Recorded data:
- Opening Delimiter -

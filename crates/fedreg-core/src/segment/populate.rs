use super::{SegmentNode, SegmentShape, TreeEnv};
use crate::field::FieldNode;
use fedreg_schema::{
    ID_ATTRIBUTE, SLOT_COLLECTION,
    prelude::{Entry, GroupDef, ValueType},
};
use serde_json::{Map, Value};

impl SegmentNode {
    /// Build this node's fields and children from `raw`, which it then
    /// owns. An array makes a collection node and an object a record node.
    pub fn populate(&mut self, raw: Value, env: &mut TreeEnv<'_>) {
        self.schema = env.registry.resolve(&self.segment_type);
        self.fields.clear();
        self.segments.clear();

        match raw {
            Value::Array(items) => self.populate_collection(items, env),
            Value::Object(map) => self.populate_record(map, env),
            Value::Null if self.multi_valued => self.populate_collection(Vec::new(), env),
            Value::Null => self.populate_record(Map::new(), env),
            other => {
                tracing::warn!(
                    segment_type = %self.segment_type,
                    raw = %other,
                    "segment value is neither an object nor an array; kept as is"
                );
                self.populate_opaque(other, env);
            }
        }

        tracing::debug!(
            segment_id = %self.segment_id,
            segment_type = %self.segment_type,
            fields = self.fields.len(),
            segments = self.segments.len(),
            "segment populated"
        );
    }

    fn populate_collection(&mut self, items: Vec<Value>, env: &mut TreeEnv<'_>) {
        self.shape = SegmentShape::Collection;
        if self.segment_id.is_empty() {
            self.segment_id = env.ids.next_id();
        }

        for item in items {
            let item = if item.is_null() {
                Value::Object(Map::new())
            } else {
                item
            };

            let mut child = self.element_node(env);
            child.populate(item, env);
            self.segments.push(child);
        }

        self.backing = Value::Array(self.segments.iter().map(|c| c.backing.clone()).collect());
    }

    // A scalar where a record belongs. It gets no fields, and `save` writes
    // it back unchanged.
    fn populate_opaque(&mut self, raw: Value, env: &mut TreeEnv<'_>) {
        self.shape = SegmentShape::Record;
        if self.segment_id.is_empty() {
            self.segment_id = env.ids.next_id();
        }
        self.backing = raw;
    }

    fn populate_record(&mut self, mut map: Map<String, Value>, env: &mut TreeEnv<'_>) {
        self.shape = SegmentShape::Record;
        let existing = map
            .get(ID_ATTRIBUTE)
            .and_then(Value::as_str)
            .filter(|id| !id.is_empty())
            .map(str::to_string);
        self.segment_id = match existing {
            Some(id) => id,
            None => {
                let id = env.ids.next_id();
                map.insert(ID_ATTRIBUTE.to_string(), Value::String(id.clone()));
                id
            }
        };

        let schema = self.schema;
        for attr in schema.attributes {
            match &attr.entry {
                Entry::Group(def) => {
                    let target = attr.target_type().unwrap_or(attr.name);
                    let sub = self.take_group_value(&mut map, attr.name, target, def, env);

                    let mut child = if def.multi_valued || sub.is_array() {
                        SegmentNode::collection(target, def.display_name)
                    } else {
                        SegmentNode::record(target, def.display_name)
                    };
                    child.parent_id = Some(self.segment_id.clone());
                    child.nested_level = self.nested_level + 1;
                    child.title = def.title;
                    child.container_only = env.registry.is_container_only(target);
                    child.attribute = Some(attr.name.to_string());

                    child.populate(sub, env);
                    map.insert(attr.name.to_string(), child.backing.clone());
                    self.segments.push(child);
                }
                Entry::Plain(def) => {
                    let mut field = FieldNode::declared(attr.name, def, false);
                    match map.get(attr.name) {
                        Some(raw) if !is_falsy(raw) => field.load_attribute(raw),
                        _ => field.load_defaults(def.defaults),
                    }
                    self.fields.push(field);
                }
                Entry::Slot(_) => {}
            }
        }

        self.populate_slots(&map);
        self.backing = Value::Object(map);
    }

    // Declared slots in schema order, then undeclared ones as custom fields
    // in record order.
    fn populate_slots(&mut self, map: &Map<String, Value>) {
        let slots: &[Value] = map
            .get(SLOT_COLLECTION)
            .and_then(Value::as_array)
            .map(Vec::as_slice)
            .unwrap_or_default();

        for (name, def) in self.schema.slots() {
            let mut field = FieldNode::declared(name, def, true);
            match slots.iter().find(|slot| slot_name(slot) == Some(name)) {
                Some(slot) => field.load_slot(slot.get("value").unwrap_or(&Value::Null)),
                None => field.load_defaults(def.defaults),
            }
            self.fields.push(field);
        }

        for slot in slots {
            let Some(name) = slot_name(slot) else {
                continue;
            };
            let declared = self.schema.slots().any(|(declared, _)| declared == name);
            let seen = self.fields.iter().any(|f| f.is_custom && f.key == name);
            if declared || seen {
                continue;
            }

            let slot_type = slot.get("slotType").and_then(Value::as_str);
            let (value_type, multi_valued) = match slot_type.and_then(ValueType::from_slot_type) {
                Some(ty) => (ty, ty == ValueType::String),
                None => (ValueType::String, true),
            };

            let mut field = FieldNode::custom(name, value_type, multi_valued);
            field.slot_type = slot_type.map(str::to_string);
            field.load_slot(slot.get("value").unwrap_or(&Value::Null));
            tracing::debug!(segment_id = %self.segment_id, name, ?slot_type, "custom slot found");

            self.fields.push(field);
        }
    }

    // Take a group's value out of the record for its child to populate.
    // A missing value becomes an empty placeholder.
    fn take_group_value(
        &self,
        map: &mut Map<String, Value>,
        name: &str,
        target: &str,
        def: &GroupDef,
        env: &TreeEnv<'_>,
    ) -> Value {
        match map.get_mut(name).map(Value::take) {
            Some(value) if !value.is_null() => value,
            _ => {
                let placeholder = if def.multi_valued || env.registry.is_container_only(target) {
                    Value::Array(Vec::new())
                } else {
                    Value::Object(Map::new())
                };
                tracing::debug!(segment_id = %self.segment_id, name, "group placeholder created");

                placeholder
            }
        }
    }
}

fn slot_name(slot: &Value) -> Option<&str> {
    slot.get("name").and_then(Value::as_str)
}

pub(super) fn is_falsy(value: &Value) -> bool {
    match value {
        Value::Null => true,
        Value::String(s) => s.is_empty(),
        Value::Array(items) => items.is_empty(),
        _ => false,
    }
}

- Closing Delimiter -

WHAT YOU HAVE TO DO
Reproduce each of the records word for word.

SOLVED PROBLEM
filename crates/fedreg-core/src/segment/populate.rs
use super::{SegmentNode, SegmentShape, TreeEnv};
use crate::field::FieldNode;
use fedreg_schema::{
    ID_ATTRIBUTE, SLOT_COLLECTION,
    prelude::{Entry, GroupDef, ValueType},
};
use serde_json::{Map, Value};

impl SegmentNode {
    /// Build this node's fields and children from `raw`, which it then
    /// owns. An array makes a collection node and an object a record node.
    pub fn populate(&mut self, raw: Value, env: &mut TreeEnv<'_>) {
        self.schema = env.registry.resolve(&self.segment_type);
        self.fields.clear();
        self.segments.clear();

        match raw {
            Value::Array(items) => self.populate_collection(items, env),
            Value::Object(map) => self.populate_record(map, env),
            Value::Null if self.multi_valued => self.populate_collection(Vec::new(), env),
            Value::Null => self.populate_record(Map::new(), env),
            other => {
                tracing::warn!(
                    segment_type = %self.segment_type,
                    raw = %other,
                    "segment value is neither an object nor an array; kept as is"
                );
                self.populate_opaque(other, env);
            }
        }

        tracing::debug!(
            segment_id = %self.segment_id,
            segment_type = %self.segment_type,
            fields = self.fields.len(),
            segments = self.segments.len(),
            "segment populated"
        );
    }

    fn populate_collection(&mut self, items: Vec<Value>, env: &mut TreeEnv<'_>) {
        self.shape = SegmentShape::Collection;
        if self.segment_id.is_empty() {
            self.segment_id = env.ids.next_id();
        }

        for item in items {
            let item = if item.is_null() {
                Value::Object(Map::new())
            } else {
                item
            };

            let mut child = self.element_node(env);
            child.populate(item, env);
            self.segments.push(child);
        }

        self.backing = Value::Array(self.segments.iter().map(|c| c.backing.clone()).collect());
    }

    // A scalar where a record belongs. It gets no fields, and `save` writes
    // it back unchanged.
    fn populate_opaque(&mut self, raw: Value, env: &mut TreeEnv<'_>) {
        self.shape = SegmentShape::Record;
        if self.segment_id.is_empty() {
            self.segment_id = env.ids.next_id();
        }
        self.backing = raw;
    }

    fn populate_record(&mut self, mut map: Map<String, Value>, env: &mut TreeEnv<'_>) {
        self.shape = SegmentShape::Record;
        let existing = map
            .get(ID_ATTRIBUTE)
            .and_then(Value::as_str)
            .filter(|id| !id.is_empty())
            .map(str::to_string);
        self.segment_id = match existing {
            Some(id) => id,
            None => {
                let id = env.ids.next_id();
                map.insert(ID_ATTRIBUTE.to_string(), Value::String(id.clone()));
                id
            }
        };

        let schema = self.schema;
        for attr in schema.attributes {
            match &attr.entry {
                Entry::Group(def) => {
                    let target = attr.target_type().unwrap_or(attr.name);
                    let sub = self.take_group_value(&mut map, attr.name, target, def, env);

                    let mut child = if def.multi_valued || sub.is_array() {
                        SegmentNode::collection(target, def.display_name)
                    } else {
                        SegmentNode::record(target, def.display_name)
                    };
                    child.parent_id = Some(self.segment_id.clone());
                    child.nested_level = self.nested_level + 1;
                    child.title = def.title;
                    child.container_only = env.registry.is_container_only(target);
                    child.attribute = Some(attr.name.to_string());

                    child.populate(sub, env);
                    map.insert(attr.name.to_string(), child.backing.clone());
                    self.segments.push(child);
                }
                Entry::Plain(def) => {
                    let mut field = FieldNode::declared(attr.name, def, false);
                    match map.get(attr.name) {
                        Some(raw) if !is_falsy(raw) => field.load_attribute(raw),
                        _ => field.load_defaults(def.defaults),
                    }
                    self.fields.push(field);
                }
                Entry::Slot(_) => {}
            }
        }

        self.populate_slots(&map);
        self.backing = Value::Object(map);
    }

    // Declared slots in schema order, then undeclared ones as custom fields
    // in record order.
    fn populate_slots(&mut self, map: &Map<String, Value>) {
        let slots: &[Value] = map
            .get(SLOT_COLLECTION)
            .and_then(Value::as_array)
            .map(Vec::as_slice)
            .unwrap_or_default();

        for (name, def) in self.schema.slots() {
            let mut field = FieldNode::declared(name, def, true);
            match slots.iter().find(|slot| slot_name(slot) == Some(name)) {
                Some(slot) => field.load_slot(slot.get("value").unwrap_or(&Value::Null)),
                None => field.load_defaults(def.defaults),
            }
            self.fields.push(field);
        }

        for slot in slots {
            let Some(name) = slot_name(slot) else {
                continue;
            };
            let declared = self.schema.slots().any(|(declared, _)| declared == name);
            let seen = self.fields.iter().any(|f| f.is_custom && f.key == name);
            if declared || seen {
                continue;
            }

            let slot_type = slot.get("slotType").and_then(Value::as_str);
            let (value_type, multi_valued) = match slot_type.and_then(ValueType::from_slot_type) {
                Some(ty) => (ty, ty == ValueType::String),
                None => (ValueType::String, true),
            };

            let mut field = FieldNode::custom(name, value_type, multi_valued);
            field.slot_type = slot_type.map(str::to_string);
            field.load_slot(slot.get("value").unwrap_or(&Value::Null));
            tracing::debug!(segment_id = %self.segment_id, name, ?slot_type, "custom slot found");

            self.fields.push(field);
        }
    }

    // Take a group's value out of the record for its child to populate.
    // A missing value becomes an empty placeholder.
    fn take_group_value(
        &self,
        map: &mut Map<String, Value>,
        name: &str,
        target: &str,
        def: &GroupDef,
        env: &TreeEnv<'_>,
    ) -> Value {
        match map.get_mut(name).map(Value::take) {
            Some(value) if !value.is_null() => value,
            _ => {
                let placeholder = if def.multi_valued || env.registry.is_container_only(target) {
                    Value::Array(Vec::new())
                } else {
                    Value::Object(Map::new())
                };
                tracing::debug!(segment_id = %self.segment_id, name, "group placeholder created");

                placeholder
            }
        }
    }
}

fn slot_name(slot: &Value) -> Option<&str> {
    slot.get("name").and_then(Value::as_str)
}

pub(super) fn is_falsy(value: &Value) -> bool {
    match value {
        Value::Null => true,
        Value::String(s) => s.is_empty(),
        Value::Array(items) => items.is_empty(),
        _ => false,
    }
}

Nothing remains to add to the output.